Ray Jay wrote:Getting back to the topic at hand, I find the concept that jobs are created through purchasers as opposed to sellers to be disturbing. Certainly every transaction has a buyer and a seller. My problem is with the author's contention that it is the one who demands something who creates the job. It reminds me of this exchange from the movie The Pope of Greenwich Village:
Paulie: Nicky don't go for spit. 'Nose' still shines his own shoes, pop. I don't call that success.
Paulie's Father: Oh yeah? And what do you call it?
Paulie: Knowin' how to spend it. I never ordered a Brandy in my life that wasn't Cordon Bleu... I took two-hundred from shylocks, pop, to see Sinatra at the Garden? Sat two seats away from Tony Bennett. That's success!

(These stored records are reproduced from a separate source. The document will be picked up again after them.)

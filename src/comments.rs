//! Comment Attacher
//!
//! Associates comments with declarations by position alone:
//!
//! - a comment directly above a declaration (or before it on the same line)
//!   attaches to it; a run of adjacent comments attaches as a whole
//! - a fully blank line in between breaks the link, except for doc comments
//! - a comment trailing code on its line attaches to the innermost
//!   declaration containing that line, or else to a declaration starting
//!   later on the same line
//! - an inner doc comment (`//!`, module docstring) attaches to the
//!   declaration that encloses it
//!
//! The attacher is a pure function of its inputs. Running it again over its
//! own output yields the same result.

use crate::ir::{Block, Comment, CommentKind, Declaration, DeclarationWalk, Span};

/// Where a comment sits relative to the code around it
#[derive(Debug, Clone, Copy, PartialEq, Eq)]
enum Placement {
    Inner,
    Trailing,
    Leading,
}

/// A declaration a comment can attach to
struct Target<'a> {
    span: Span,
    name: &'a str,
}

/// Attach file-level comments to declarations
///
/// Sets `attached_to` on every comment (`None` when nothing qualifies) and
/// `doc_comment` on declarations that do not already carry one.
pub fn attach(
    mut comments: Vec<Comment>,
    mut declarations: Vec<Declaration>,
    source: &str,
) -> (Vec<Comment>, Vec<Declaration>) {
    let docs = {
        let targets: Vec<Target> = DeclarationWalk::new(&declarations)
            .map(|d| Target {
                span: d.span,
                name: &d.name,
            })
            .collect();
        let occupied: Vec<Span> = comments.iter().map(|c| c.span).collect();

        let links: Vec<Option<usize>> = comments
            .iter()
            .map(|c| link(c, placement(c, source), &targets, &occupied, source))
            .collect();
        for (comment, target) in comments.iter_mut().zip(&links) {
            comment.attached_to = target.map(|i| targets[i].name.to_string());
        }

        (0..targets.len())
            .map(|i| doc_for(i, &targets[i], &comments, &links))
            .collect::<Vec<_>>()
    };

    let mut index = 0;
    for declaration in &mut declarations {
        apply_docs(declaration, &docs, &mut index);
    }
    (comments, declarations)
}

/// Attach comments found in a zoomed body
///
/// Nested declarations recorded in the block are the candidate targets;
/// inner and trailing comments with no closer candidate attach to `owner`,
/// the zoomed declaration.
pub fn attach_in_block(block: &mut Block, owner: &str, source: &str) {
    let mut comments = Vec::new();
    let mut nested = Vec::new();
    collect_block(block, &mut comments, &mut nested);

    let targets: Vec<Target> = nested
        .iter()
        .map(|d| Target {
            span: d.span,
            name: &d.name,
        })
        .collect();
    let occupied: Vec<Span> = comments.iter().map(|c| c.span).collect();

    let links: Vec<Option<usize>> = comments
        .iter()
        .map(|c| link(c, placement(c, source), &targets, &occupied, source))
        .collect();

    let mut owned: Vec<Comment> = comments.iter().map(|c| (*c).clone()).collect();
    let names: Vec<(Span, Option<String>)> = owned
        .iter()
        .zip(&links)
        .map(|(c, target)| {
            let name = match target {
                Some(i) => Some(targets[*i].name.to_string()),
                None if placement(c, source) != Placement::Leading => Some(owner.to_string()),
                None => None,
            };
            (c.span, name)
        })
        .collect();
    for (comment, (_, name)) in owned.iter_mut().zip(&names) {
        comment.attached_to = name.clone();
    }

    let docs: Vec<(Span, Option<Comment>)> = targets
        .iter()
        .enumerate()
        .map(|(i, t)| (t.span, doc_for(i, t, &owned, &links)))
        .collect();

    apply_block(block, &names, &docs);
}

fn collect_block<'b>(block: &'b Block, comments: &mut Vec<&'b Comment>, nested: &mut Vec<&'b Declaration>) {
    comments.extend(block.comments.iter());
    nested.extend(block.nested_declarations.iter());
    for flow in &block.control_flow {
        for branch in &flow.branches {
            collect_block(branch, comments, nested);
        }
    }
}

fn apply_block(block: &mut Block, names: &[(Span, Option<String>)], docs: &[(Span, Option<Comment>)]) {
    for comment in &mut block.comments {
        if let Some((_, name)) = names.iter().find(|(span, _)| *span == comment.span) {
            comment.attached_to = name.clone();
        }
    }
    for declaration in &mut block.nested_declarations {
        if declaration.doc_comment.is_some() {
            continue;
        }
        if let Some((_, doc)) = docs.iter().find(|(span, _)| *span == declaration.span) {
            declaration.doc_comment = doc.clone();
        }
    }
    for flow in &mut block.control_flow {
        for branch in &mut flow.branches {
            apply_block(branch, names, docs);
        }
    }
}

fn apply_docs(declaration: &mut Declaration, docs: &[Option<Comment>], index: &mut usize) {
    if declaration.doc_comment.is_none() {
        declaration.doc_comment = docs.get(*index).cloned().flatten();
    }
    *index += 1;
    for child in &mut declaration.children {
        apply_docs(child, docs, index);
    }
}

fn placement(comment: &Comment, source: &str) -> Placement {
    if comment.inner {
        return Placement::Inner;
    }
    let line_start = source
        .get(..comment.span.start)
        .and_then(|before| before.rfind('\n'))
        .map_or(0, |i| i + 1);
    let before = source.get(line_start..comment.span.start).unwrap_or("");
    if before.trim().is_empty() {
        Placement::Leading
    } else {
        Placement::Trailing
    }
}

fn link(
    comment: &Comment,
    placement: Placement,
    targets: &[Target],
    occupied: &[Span],
    source: &str,
) -> Option<usize> {
    match placement {
        Placement::Inner => targets
            .iter()
            .enumerate()
            .filter(|(_, t)| t.span.encloses(&comment.span) && t.span != comment.span)
            .min_by_key(|(_, t)| t.span.len())
            .map(|(i, _)| i),
        Placement::Trailing => targets
            .iter()
            .enumerate()
            .filter(|(_, t)| t.span.start < comment.span.start && t.span.contains_line(comment.span.start_line))
            .min_by_key(|(_, t)| t.span.len())
            .map(|(i, _)| i)
            .or_else(|| {
                // Code before the comment, a declaration starting after it
                let (index, _) = next_target(comment, targets)
                    .filter(|(_, t)| t.span.start_line == comment.span.end_line)?;
                following(comment, targets, index, occupied, source, false)
            }),
        Placement::Leading => {
            let (index, _) = next_target(comment, targets)?;
            following(comment, targets, index, occupied, source, comment.kind == CommentKind::Doc)
        }
    }
}

/// First target starting after the comment
fn next_target<'t, 'a>(comment: &Comment, targets: &'t [Target<'a>]) -> Option<(usize, &'t Target<'a>)> {
    targets
        .iter()
        .enumerate()
        .filter(|(_, t)| t.span.start >= comment.span.end)
        .min_by_key(|(_, t)| t.span.start)
}

/// `index` when only whitespace and comments separate it from the comment
fn following(
    comment: &Comment,
    targets: &[Target],
    index: usize,
    occupied: &[Span],
    source: &str,
    blank_ok: bool,
) -> Option<usize> {
    let gap = Span::new(comment.span.end, targets[index].span.start, 0, 0);
    gap_allows(source, gap, occupied, blank_ok).then_some(index)
}

/// Only whitespace and other comments between a comment and its target,
/// and no fully blank line unless `blank_ok`
fn gap_allows(source: &str, gap: Span, occupied: &[Span], blank_ok: bool) -> bool {
    let Some(text) = source.get(gap.start..gap.end) else {
        return false;
    };
    let masked: String = text
        .char_indices()
        .map(|(i, ch)| {
            let offset = gap.start + i;
            if occupied.iter().any(|span| span.contains(offset)) {
                'x'
            } else {
                ch
            }
        })
        .collect();

    if masked.chars().any(|ch| ch != 'x' && !ch.is_whitespace()) {
        return false;
    }
    if blank_ok {
        return true;
    }
    let lines: Vec<&str> = masked.split('\n').collect();
    lines.len() < 3 || lines[1..lines.len() - 1].iter().all(|line| !line.trim().is_empty())
}

/// Nearest leading comment attached to a target, merged with the adjacent
/// single-line comments of the same kind above it
fn doc_for(index: usize, target: &Target, comments: &[Comment], links: &[Option<usize>]) -> Option<Comment> {
    let leading: Vec<&Comment> = comments
        .iter()
        .zip(links)
        .filter(|(c, link)| **link == Some(index) && !c.inner && c.span.end <= target.span.start)
        .map(|(c, _)| c)
        .collect();
    let nearest = *leading.iter().max_by_key(|c| c.span.start)?;
    if nearest.span.start_line != nearest.span.end_line {
        return Some(nearest.clone());
    }

    let mut run = vec![nearest];
    loop {
        let Some(first) = run.last().copied() else { break };
        let previous = leading.iter().copied().find(|c| {
            c.kind == nearest.kind
                && c.span.start_line == c.span.end_line
                && c.span.end_line + 1 == first.span.start_line
        });
        match previous {
            Some(previous) => run.push(previous),
            None => break,
        }
    }
    if run.len() == 1 {
        return Some(nearest.clone());
    }

    run.reverse();
    let head = run[0];
    let text = run.iter().map(|c| c.text.as_str()).collect::<Vec<_>>().join("\n");
    let mut merged = Comment::new(
        text,
        nearest.kind,
        Span {
            start: head.span.start,
            start_line: head.span.start_line,
            start_column: head.span.start_column,
            ..nearest.span
        },
    );
    merged.attached_to = nearest.attached_to.clone();
    Some(merged)
}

In other words we are turning our sensibilities around by applauding consumers vs. producers.
Hmm. But isn't it the 'rich' who are more likely to act like Paulie than the middle-poor, given a tax break? Or even without one.
This concept that demand is the key has very dangerous consequences. Our President seems to have little regard for those who innovate or produce
You need both demand and supply. But there is a surfeit of supply of labour at the moment, a surfeit of 'producers' as well. There's a lack of demand for goods and services, and a lack of supply of investment.
Demand is actually very important. I can't see how producing more stuff will help much at all if there aren't more people with the disposable income to buy it. I don't like consumer led demand as a long term policy (fuelling demand is what helped create the asset/credit bubble in the first place), but as a short term way to get out of a hole, I'm not sure what the alternative is
All we have to do is use the government to even out income distribution and encourage consumption and voila we have success. But government encouraging consumption has huge unintended consequences. We have unemployed educated people ; we have overinflated housing prices; we have newer cars to replace our clunkers; we have massive government debt, all in the name of stoking demand.
I don't think the call is for total equality, or even to move straight to a social democracy. It looks to me more like saying "let's reduce the most extreme inequalities, so we are back to the 'good ole days' when the USA was growing, like when that commie Ronald Reagan was around".
I do realize that there is something important about demand. But it is not good enough. We need to create wealth through productivity and through ingenuity; we need government policies that encourage and reward productivity, or at least stop discouraging it.
But who is going to buy the stuff that we produce?
Actually, you need both. It's not an either-or thing. I'd say that what is needed is to stimulate demand in order to help make it more worthwhile to produce, as well as making it easier to encourage productivity. I really don't see why it has to be a binary choice.
Regarding Danivon's specific question. Temporarily cutting payroll taxes is a political gesture but doesn't create wealth. As long as businesses cannot plan on an absolute tax rate reduction in their forecasting, the temporary cut doesn't influence their plans in a positive way. It's fine and helpful for those who need the cash. We may slightly and temporarily increase demand; but we also increase our debt; we don't change our economy in a productive way. By paring a tax cut with a long term permanent increase in tax rates, we do more harm than good.
Surely it helps to reduce the cost of employing people, even in the short term, and to leave more of an employee's wages in their hands to spend.
Yes, if that cut alone were passed, it would likely provide only a temporary boost (but you need one, or have you seen the GDP figures and unemployment rate lately), although whether it would be dire on the budget depends on whether it works as a stimulus.
Did you know that many 'cash for clunkers' schemes around the world actually did not lose money for the governments involved? Certainly Germany and the UK saw a boost because VAT is charged on new cars.
This notion that business people are stupid and that they will focus more on a slight reduction in payroll taxes, but cannot anticipate a higher tax rate next year or the year after is faulty.
The point is they may well think an increase might come along later, but can at least do something with a reduction this year. If they are stupid enough to look a gift horse in the mouth, then that's for them, I guess.